Desafío de las elecciones 2018: la aplicación de criterios de paridad

Las mujeres mexicanas pudimos ver plasmado en la Constitución nuestro derecho a votar y ser electas en 1953, después de que la ONU había hecho un llamado a los países miembros a garantizar el goce pleno de las mujeres a la ciudadanía. Lo que representó un gran logró para más de 12 millones de mexicanas. Tuvieron que transcurrir sesenta y cuatro años para observar de nueva cuenta, una reivindicación de tal magnitud de nuestros derechos políticos electorales con la reforma del artículo 41 Constitucional que obliga a los partidos políticos a incluir el 50 por ciento de candidaturas mujeres, lo que garantizaba la paridad entre los géneros, en candidaturas a senadores, legisladores federales y locales. Un avance histórico en el camino hacia la igualdad de género en México.

Posteriormente, la Secretaría de Gobernación (SEGOB) publicaba en el 2014 a través del Diario Oficial de la Federación, el decreto por el que se creaba la Ley General de Instituciones y Procedimientos Electorales y la Ley General de los Partidos Políticos. Esta última señalaba en su artículo 3 párrafo 4 y 5:

4. Cada partido político determinará y hará públicos los criterios para garantizar la paridad de género en las candidaturas a legisladores federales y locales.
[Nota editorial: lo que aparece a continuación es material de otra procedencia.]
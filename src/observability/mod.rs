//! Observability module for logging and metrics.
//!
//! This module provides the log subscriber setup and the per-registry
//! operation counters.

pub mod logging;
pub mod metrics;

pub use logging::init_logging;
pub use metrics::RegistryMetrics;
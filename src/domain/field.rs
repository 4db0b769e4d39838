//! Field-level validation rules shared by every record kind.

use super::errors::ValidationError;
use chrono::{DateTime, Utc};

/// Length constraint for a text field, measured in `char`s.
///
/// # Example
///
/// ```
/// use record_keeper::domain::TextRule;
///
/// const NAME: TextRule = TextRule::new("name", 20);
/// assert!(NAME.check("Task", "Write report").is_ok());
/// assert!(NAME.check("Task", &"x".repeat(21)).is_err());
/// ```
#[derive(Debug, Clone, Copy, PartialEq, Eq)]
pub struct TextRule {
    /// Field name used in error messages.
    pub field: &'static str,
    /// Minimum number of characters (0 means empty is allowed).
    pub min: usize,
    /// Maximum number of characters.
    pub max: usize,
}

impl TextRule {
    /// A field that may be empty but not longer than `max`.
    pub const fn new(field: &'static str, max: usize) -> Self {
        Self { field, min: 0, max }
    }

    /// A field that must hold at least one character.
    pub const fn non_empty(field: &'static str, max: usize) -> Self {
        Self { field, min: 1, max }
    }

    /// Check `value` against this rule on behalf of record kind `kind`.
    ///
    /// # Errors
    ///
    /// Returns `ValidationError::TooShort` or `ValidationError::TooLong`.
    pub fn check(&self, kind: &'static str, value: &str) -> Result<(), ValidationError> {
        let actual = value.chars().count();
        if actual < self.min {
            return Err(ValidationError::TooShort {
                kind,
                field: self.field,
                min: self.min,
            });
        }
        if actual > self.max {
            return Err(ValidationError::TooLong {
                kind,
                field: self.field,
                max: self.max,
                actual,
            });
        }
        Ok(())
    }

    /// Unwrap an optional draft value, then check it.
    ///
    /// # Errors
    ///
    /// Returns `ValidationError::Missing` when `value` is `None`, otherwise
    /// whatever [`TextRule::check`] reports.
    pub fn require(
        &self,
        kind: &'static str,
        value: Option<String>,
    ) -> Result<String, ValidationError> {
        let value = required(kind, self.field, value)?;
        self.check(kind, &value)?;
        Ok(value)
    }
}

/// Reject an absent required value.
pub fn required<T>(
    kind: &'static str,
    field: &'static str,
    value: Option<T>,
) -> Result<T, ValidationError> {
    value.ok_or(ValidationError::Missing { kind, field })
}

/// Require `date` to be strictly later than `now`.
pub fn ensure_future(
    kind: &'static str,
    field: &'static str,
    date: DateTime<Utc>,
    now: DateTime<Utc>,
) -> Result<(), ValidationError> {
    if date <= now {
        return Err(ValidationError::NotInFuture { kind, field, date });
    }
    Ok(())
}
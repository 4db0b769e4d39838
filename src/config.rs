//! Configuration management for the record registries.
//!
//! This module handles loading and validating configuration from environment variables,
//! reading a `.env` file first if one is present.

use crate::error::{ConfigError, ConfigResult};
use std::env;
use tracing_subscriber::EnvFilter;

/// Configuration for the registries and their logging.
#[derive(Debug, Clone)]
pub struct Config {
    /// Default log filter directive (default: "error")
    pub log_level: String,

    /// Initial capacity reserved by each registry (default: 16)
    pub registry_initial_capacity: usize,
}

impl Config {
    /// Load configuration from environment variables.
    ///
    /// Optional environment variables:
    /// - `LOG_LEVEL`: Logging filter directive (default: "error")
    /// - `REGISTRY_INITIAL_CAPACITY`: Capacity hint per registry (default: 16)
    pub fn from_env() -> ConfigResult<Self> {
        // Missing .env is fine
        let _ = dotenvy::dotenv();

        let log_level = env::var("LOG_LEVEL").unwrap_or_else(|_| "error".to_string());
        if let Err(e) = EnvFilter::try_new(&log_level) {
            return Err(ConfigError::InvalidValue {
                var: "LOG_LEVEL".to_string(),
                reason: e.to_string(),
            });
        }

        let registry_initial_capacity = Self::parse_env_usize("REGISTRY_INITIAL_CAPACITY", 16)?;

        Ok(Config {
            log_level,
            registry_initial_capacity,
        })
    }

    /// Parse an environment variable as usize with a default value.
    fn parse_env_usize(var_name: &str, default: usize) -> ConfigResult<usize> {
        match env::var(var_name) {
            Ok(val) => val.parse::<usize>().map_err(|_| ConfigError::InvalidValue {
                var: var_name.to_string(),
                reason: format!("Must be a positive number, got: {}", val),
            }),
            Err(_) => Ok(default),
        }
    }
}

impl Default for Config {
    fn default() -> Self {
        Config {
            log_level: "error".to_string(),
            registry_initial_capacity: 16,
        }
    }
}
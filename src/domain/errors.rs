//! Domain validation errors.

use chrono::{DateTime, Utc};
use std::fmt;

/// Errors that can occur during record and value object validation.
///
/// Every variant names the record kind (`"Task"`, `"Contact"`, ...) and the
/// offending field so callers can report exactly which constraint failed.
#[derive(Debug, Clone, PartialEq, Eq)]
pub enum ValidationError {
    /// A required field was absent.
    Missing {
        kind: &'static str,
        field: &'static str,
    },

    /// A field was shorter than its minimum length.
    TooShort {
        kind: &'static str,
        field: &'static str,
        min: usize,
    },

    /// A field exceeded its maximum length.
    TooLong {
        kind: &'static str,
        field: &'static str,
        max: usize,
        actual: usize,
    },

    /// The provided phone number is not exactly ten ASCII digits.
    InvalidPhone(String),

    /// A date that must lie in the future does not.
    NotInFuture {
        kind: &'static str,
        field: &'static str,
        date: DateTime<Utc>,
    },

    /// The record ID was already assigned at construction.
    ImmutableId { kind: &'static str },
}

impl ValidationError {
    /// Name of the field that failed validation.
    pub fn field(&self) -> &'static str {
        match self {
            Self::Missing { field, .. }
            | Self::TooShort { field, .. }
            | Self::TooLong { field, .. }
            | Self::NotInFuture { field, .. } => field,
            Self::InvalidPhone(_) => "phone_number",
            Self::ImmutableId { .. } => "id",
        }
    }
}

impl fmt::Display for ValidationError {
    fn fmt(&self, f: &mut fmt::Formatter<'_>) -> fmt::Result {
        match self {
            Self::Missing { kind, field } => write!(f, "{} {} is required", kind, field),
            Self::TooShort { kind, field, min } => write!(
                f,
                "{} {} must be at least {} character(s)",
                kind, field, min
            ),
            Self::TooLong {
                kind,
                field,
                max,
                actual,
            } => write!(
                f,
                "{} {} cannot exceed {} characters (got {})",
                kind, field, max, actual
            ),
            Self::InvalidPhone(phone) => {
                write!(f, "Phone number must be exactly 10 digits: {}", phone)
            }
            Self::NotInFuture { kind, field, date } => write!(
                f,
                "{} {} must be in the future: {}",
                kind,
                field,
                date.to_rfc3339()
            ),
            Self::ImmutableId { kind } => {
                write!(f, "{} ID cannot be changed after initialization", kind)
            }
        }
    }
}

impl std::error::Error for ValidationError {}

#[cfg(test)]
mod tests {
    use super::*;

    #[test]
    fn test_validation_error_display() {
        let err = ValidationError::TooLong {
            kind: "Task",
            field: "name",
            max: 20,
            actual: 25,
        };
        assert_eq!(
            err.to_string(),
            "Task name cannot exceed 20 characters (got 25)"
        );

        let err = ValidationError::Missing {
            kind: "Contact",
            field: "address",
        };
        assert_eq!(err.to_string(), "Contact address is required");

        let err = ValidationError::ImmutableId { kind: "Appointment" };
        assert_eq!(
            err.to_string(),
            "Appointment ID cannot be changed after initialization"
        );
    }

    #[test]
    fn test_validation_error_field() {
        assert_eq!(ValidationError::InvalidPhone("1".into()).field(), "phone_number");
        assert_eq!(ValidationError::ImmutableId { kind: "Task" }.field(), "id");
        let err = ValidationError::TooShort {
            kind: "Contact",
            field: "id",
            min: 1,
        };
        assert_eq!(err.field(), "id");
    }
}
//! Contact service layer.
//!
//! Business logic for storing contacts and editing their details. The
//! contact ID never changes; every other field is edited through the
//! `update_*` methods, which run the same validation as construction.

use crate::config::Config;
use crate::error::{OperationResult, RegistryResult};
use crate::models::Contact;
use crate::observability::RegistryMetrics;
use crate::repositories::InMemoryRepository;

/// Registry of contacts keyed by contact ID.
#[derive(Debug, Default)]
pub struct ContactService {
    contacts: InMemoryRepository<Contact>,
}

impl ContactService {
    /// Create a new empty contact service.
    pub fn new() -> Self {
        Self::default()
    }

    /// Create a contact service sized from configuration.
    pub fn with_config(config: &Config) -> Self {
        Self {
            contacts: InMemoryRepository::with_capacity(config.registry_initial_capacity),
        }
    }

    /// Add a contact.
    ///
    /// # Errors
    ///
    /// Returns `InvalidOperation::DuplicateId` if the contact ID is taken.
    pub fn add_contact(&mut self, contact: Contact) -> OperationResult<()> {
        self.contacts.add(contact)
    }

    /// Delete a contact, returning whether it existed.
    pub fn delete_contact(&mut self, id: &str) -> bool {
        self.contacts.delete(id)
    }

    /// Get complete details for a specific contact.
    pub fn get_contact(&self, id: &str) -> Option<&Contact> {
        self.contacts.get(id)
    }

    /// Update the first name of an existing contact.
    ///
    /// # Errors
    ///
    /// Returns `InvalidOperation::NotFound` for an unknown ID, or the
    /// `ValidationError` for a name longer than ten characters.
    pub fn update_first_name(
        &mut self,
        id: &str,
        first_name: impl Into<String>,
    ) -> RegistryResult<()> {
        self.contacts
            .update(id, |contact| contact.set_first_name(first_name))
    }

    /// Update the last name of an existing contact.
    pub fn update_last_name(
        &mut self,
        id: &str,
        last_name: impl Into<String>,
    ) -> RegistryResult<()> {
        self.contacts.update(id, |contact| contact.set_last_name(last_name))
    }

    /// Update the phone number of an existing contact.
    pub fn update_phone_number(
        &mut self,
        id: &str,
        phone_number: impl Into<String>,
    ) -> RegistryResult<()> {
        self.contacts
            .update(id, |contact| contact.set_phone_number(phone_number))
    }

    /// Update the address of an existing contact.
    pub fn update_address(&mut self, id: &str, address: impl Into<String>) -> RegistryResult<()> {
        self.contacts.update(id, |contact| contact.set_address(address))
    }

    pub fn len(&self) -> usize {
        self.contacts.len()
    }

    pub fn is_empty(&self) -> bool {
        self.contacts.is_empty()
    }

    pub fn contains(&self, id: &str) -> bool {
        self.contacts.contains(id)
    }

    pub fn ids(&self) -> impl Iterator<Item = &str> + '_ {
        self.contacts.ids()
    }

    pub fn metrics(&self) -> &RegistryMetrics {
        self.contacts.metrics()
    }
}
Éstos deberán ser objetivos y asegurar condiciones de igualdad entre géneros.

5. En ningún caso se admitirán criterios que tengan como resultado que alguno de los géneros le sean asignados exclusivamente aquellos distritos en los que el partido haya obtenido los porcentajes de votación más bajos en el proceso electoral anterior.

Es importante señalar que a partir de las elecciones federales de 2015 y en las locales del 2016, la aplicación y respeto de la paridad se ha hecho con gran dificultad, principalmente, en el ámbito municipal.

Por ejemplo, de acuerdo con datos proporcionados por el Instituto Nacional Electoral (INE) en las elecciones del 2015 de diputaciones federales por el principio de representación proporcional, no se logró que las mujeres accediéramos al 50% de las curules asignadas por ese principio, debido a que la mayoría de los partidos políticos encabezaron sus listas con hombres. Sin olvidar el precedente histórico del caso Chiapas en el que se ordenó a los partidos políticos a escasos días de las elecciones, cumplir con la paridad cambiando sus registros.

La experiencia de cada elección y sus resultados para el logro de una democracia paritaria han propiciado modificaciones, o nuevas obligaciones, con el fin de lograr la repartición equilibrada del poder público entre hombres y mujeres.

A finales del 2017 el Consejo General del INE aprobó por unanimidad los criterios aplicables para el registro de candidatos y candidatas para las elecciones que se celebran este 2018, que deberán presentar los partidos políticos y/o en su caso, las coaliciones.

En candidaturas para la Cámara de Diputados y para la Cámara de Senadores se deberán registrar por fórmulas de candidatos y candidatas compuestas cada una por un propietario y un suplente del mismo género y serán consideradas, fórmulas y candidaturas, separadamente, salvo para efectos de la votación. Tanto en el caso de mayoría relativa, como de representación proporcional hasta agotar cada lista deberá salvaguardarse la regla de alternancia de género (intercalando a un hombre y a una mujer, o viceversa, de manera inmediata, seguida y sucesiva).

En el caso del Senado es obligatorio que en las listas de candidaturas de mayoría relativa por cada entidad federativa, se registre una fórmula integrada por mujeres y otra fórmula por hombres, y que en la mitad de las entidades se registren mujeres y en la otra mitad se postulen hombres.

Se debe garantizar la paridad de género en la postulación de candidaturas municipales desde una doble dimensión. Por una parte, deben asegurar la paridad vertical, para lo cual están llamados a postular candidaturas de un mismo ayuntamiento para presidente, regidores y síndicos municipales en igual proporción de géneros; y por otra, desde de un enfoque horizontal deben asegurar la paridad en el registro de esas candidaturas, entre los diferentes ayuntamientos.

Otro criterio que se deberá aplicar es postular a personas indígenas en doce de los Distritos federales que cuenten con 40% o más de población indígena, es decir, de los 28 Distritos indígenas del país al menos 12 candidaturas deberán ser indígenas, divididas en 6 mujeres y 6 hombres. Estos distritos se ubican en Chiapas (5), Puebla (4), Hidalgo (2), Guerrero (2), Oaxaca (7), Quintana Roo (1), Veracruz (3), Yucatan (3) y San Luis Potosí (1).

Las próximas elecciones son consideradas por especialistas, una de las más históricas que se hayan registrado en el país pues se votarán por más de 3,400 cargos. Lo que significa una prueba de fuego y, de superarla significa marcar otro enorme precedente - histórico- en la construcción de la igualdad entre hombres y mujeres en México.